=== DATA FOR THIS TASK ===

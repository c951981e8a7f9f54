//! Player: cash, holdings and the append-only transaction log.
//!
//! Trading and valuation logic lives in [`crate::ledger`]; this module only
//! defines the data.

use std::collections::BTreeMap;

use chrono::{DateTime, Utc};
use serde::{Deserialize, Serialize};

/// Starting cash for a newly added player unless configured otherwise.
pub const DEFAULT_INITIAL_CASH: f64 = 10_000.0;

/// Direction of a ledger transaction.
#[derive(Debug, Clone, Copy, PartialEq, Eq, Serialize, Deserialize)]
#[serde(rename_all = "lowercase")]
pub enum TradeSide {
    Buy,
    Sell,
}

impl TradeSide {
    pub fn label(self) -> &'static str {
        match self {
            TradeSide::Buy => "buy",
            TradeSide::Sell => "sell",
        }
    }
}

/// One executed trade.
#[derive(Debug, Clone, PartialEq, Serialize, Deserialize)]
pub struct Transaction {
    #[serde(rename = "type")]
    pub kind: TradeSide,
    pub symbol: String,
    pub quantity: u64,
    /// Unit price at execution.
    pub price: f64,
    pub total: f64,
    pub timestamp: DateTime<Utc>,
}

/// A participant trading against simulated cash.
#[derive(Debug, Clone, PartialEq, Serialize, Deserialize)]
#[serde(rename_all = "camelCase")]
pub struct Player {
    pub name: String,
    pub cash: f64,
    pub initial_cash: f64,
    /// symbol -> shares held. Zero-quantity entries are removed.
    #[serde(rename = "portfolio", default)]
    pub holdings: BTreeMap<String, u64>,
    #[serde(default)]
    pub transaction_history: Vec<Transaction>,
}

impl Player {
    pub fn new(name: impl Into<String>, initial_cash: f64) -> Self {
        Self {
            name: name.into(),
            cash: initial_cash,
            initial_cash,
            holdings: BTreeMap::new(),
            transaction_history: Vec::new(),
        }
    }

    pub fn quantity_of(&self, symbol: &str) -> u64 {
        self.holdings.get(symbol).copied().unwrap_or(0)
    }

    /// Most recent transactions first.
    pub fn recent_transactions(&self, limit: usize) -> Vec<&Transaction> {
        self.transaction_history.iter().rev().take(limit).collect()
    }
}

===
=== DATA FOR THIS TASK ===

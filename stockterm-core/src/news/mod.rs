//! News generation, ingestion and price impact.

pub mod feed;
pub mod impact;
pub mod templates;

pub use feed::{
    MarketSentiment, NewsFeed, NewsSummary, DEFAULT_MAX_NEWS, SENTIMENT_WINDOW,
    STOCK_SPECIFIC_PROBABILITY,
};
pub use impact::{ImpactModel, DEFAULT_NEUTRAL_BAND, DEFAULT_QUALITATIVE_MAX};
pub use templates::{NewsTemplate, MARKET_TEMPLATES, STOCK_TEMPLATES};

===

YOUR INSTRUCTIONS: Repeat word for word the lines above that run from the line containing "defines the data." through the line containing "a ledger transaction.", both ends included, and nothing else.

SOLUTION:
//! defines the data.

use std::collections::BTreeMap;

use chrono::{DateTime, Utc};
use serde::{Deserialize, Serialize};

/// Starting cash for a newly added player unless configured otherwise.
pub const DEFAULT_INITIAL_CASH: f64 = 10_000.0;

/// Direction of a ledger transaction.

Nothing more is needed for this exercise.